Joseph F. Keithley Award For Advances in Measurement Science Talk: Beyond the Fringe: measuring ultrafast optical pulses using spectral interferometry

COFFEE_KLATCH · Invited

Abstract

The ability to completely characterize ultrashort electromagnetic pulses has revolutionized the field of ultrafast optics, enabling both new technology and new science. The aim of pulse characterization is to infer the electric field of the pulse from measurements of quantities that rely on standard (relatively slow) photodetectors. Since the field is a fundamental entity in Maxwell's theory, it contains the most information one may obtain about a system probed by an optical pulse, and is, in this sense, much more valuable set of data than a measurement simply of the pulse energy or even the spectral or temporal intensity, Pulse measurement methods may be categorized as spectrographic and tomographic, by which the time-frequency phase space of the pulse is mapped, or interferometric, by which the phase is determined directly. Interferometry provides a sensitivity and robust approach affording a rapid, direct reconstruction algorithm that gives a provably unique solution to the complete space-time field. An important class of self-referencing interferometric are those based on spectral shearing, whereby two frequency shifter replicas of the test pulse are generated encoding the spectral phase derivative in the spectral interferogram resulting from their superposition.
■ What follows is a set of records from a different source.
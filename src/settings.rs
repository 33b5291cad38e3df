use config::{Config, ConfigError, File};
use serde::Deserialize;
use std::collections::HashMap;
use std::env;

/// Path-search tuning knobs.
#[derive(Debug, Deserialize, Clone)]
pub struct PathfindingSettings {
    /// Sentinel weight for edges with no recorded latency. Unmeasured edges
    /// are penalized rather than treated as free.
    #[serde(default = "default_latency_weight")]
    pub default_latency_weight: u64,
    /// Sentinel weight for edges with no recorded bandwidth cost. The stored
    /// bandwidth field is minimized as a proxy cost, so the default
    /// represents minimal available capacity.
    #[serde(default = "default_bandwidth_weight")]
    pub default_bandwidth_weight: u64,
    /// Mask length appended to host identifiers that arrive without one.
    #[serde(default = "default_prefix_masklen")]
    pub default_prefix_masklen: u8,
    /// When true, metric updates that match zero records fail with NotFound
    /// instead of succeeding as a zero-key no-op.
    #[serde(default = "default_false")]
    pub strict_no_match: bool,
}

fn default_latency_weight() -> u64 {
    1000
}
fn default_bandwidth_weight() -> u64 {
    200_000_000_000_000
}
fn default_prefix_masklen() -> u8 {
    24
}
fn default_false() -> bool {
    false
}

impl Default for PathfindingSettings {
    fn default() -> Self {
        Self {
            default_latency_weight: default_latency_weight(),
            default_bandwidth_weight: default_bandwidth_weight(),
            default_prefix_masklen: default_prefix_masklen(),
            strict_no_match: default_false(),
        }
    }
}

/// Topology-specific alias tables. These are deployment configuration, not
/// code constants: each network ships its own mapping.
#[derive(Debug, Deserialize, Clone, Default)]
pub struct AliasSettings {
    /// Short-host to prefix-key shortcuts (e.g. `10.11.0.1` -> `10.11.0.0_24`).
    #[serde(default)]
    pub host_to_prefix: HashMap<String, String>,
    /// Legacy source identifiers rewritten to canonical router keys before
    /// lookup (historical IP substitutions).
    #[serde(default)]
    pub source_rewrites: HashMap<String, String>,
}

/// Store binding knobs.
#[derive(Debug, Deserialize, Clone)]
pub struct StoreSettings {
    /// Named graph binding Routers/Prefixes via LinkEdges/PrefixEdges.
    #[serde(default = "default_graph_name")]
    pub graph_name: String,
    /// Optional topology seed file loaded by the CLI into the in-memory store.
    #[serde(default)]
    pub seed_file: Option<String>,
}

fn default_graph_name() -> String {
    crate::schema::TOPOLOGY_GRAPH.to_string()
}

impl Default for StoreSettings {
    fn default() -> Self {
        Self {
            graph_name: default_graph_name(),
            seed_file: None,
        }
    }
}

#[derive(Debug, Deserialize, Clone, Default)]
pub struct Settings {
    #[serde(default)]
    pub pathfinding: PathfindingSettings,
    #[serde(default)]
    pub aliases: AliasSettings,
    #[serde(default)]
    pub store: StoreSettings,
}

impl Settings {
    /// Load `Config.toml` from the working directory (optional) and apply
    /// environment overrides.
    pub fn new() -> Result<Self, ConfigError> {
        Self::load(Config::builder().add_source(File::with_name("Config.toml").required(false)))
    }

    /// Load settings from an explicit file path plus environment overrides.
    pub fn from_file(path: &str) -> Result<Self, ConfigError> {
        Self::load(Config::builder().add_source(File::with_name(path)))
    }

    fn load(builder: config::ConfigBuilder<config::builder::DefaultState>) -> Result<Self, ConfigError> {
        let s = builder.build()?;
        let mut settings: Self = s.try_deserialize()?;

        // Environment variable overrides for per-deployment knobs
        if let Ok(raw) = env::var("SDK_STRICT_NO_MATCH") {
            if let Ok(v) = raw.trim().parse::<bool>() {
                settings.pathfinding.strict_no_match = v;
            }
        }
        if let Ok(raw) = env::var("SDK_DEFAULT_LATENCY_WEIGHT") {
            if let Ok(v) = raw.trim().parse::<u64>() {
                settings.pathfinding.default_latency_weight = v;
            }
        }

        // Optional: alias table overrides via ENV (JSON: { host: prefix_key })
        if let Ok(raw_aliases) = env::var("SDK_HOST_TO_PREFIX") {
            let trimmed = raw_aliases.trim();
            if !trimmed.is_empty() {
                match serde_json::from_str::<HashMap<String, String>>(trimmed) {
                    Ok(map) => {
                        for (host, prefix) in map {
                            if !host.trim().is_empty() && !prefix.trim().is_empty() {
                                settings.aliases.host_to_prefix.insert(host, prefix);
                            }
                        }
                    }
                    Err(e) => {
                        eprintln!("Failed to parse SDK_HOST_TO_PREFIX as JSON: {}", e);
                    }
                }
            }
        }

        Ok(settings)
    }
}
The nonlinear implementation of this approach is called spectral phase interferometry for direct electric-field reconstruction (SPIDER). SPIDER has shown itself to be an adaptable and robust method, gaining widespread application in all areas of ultrafast optics, from nonlinear microscopy to attoscience. Some essential concepts and history of the field will be presented, along with recent developments, illustrating applications in ultrafast source diagnosis and certification, dynamical spectroscopy, coherent control, imaging and materials processing.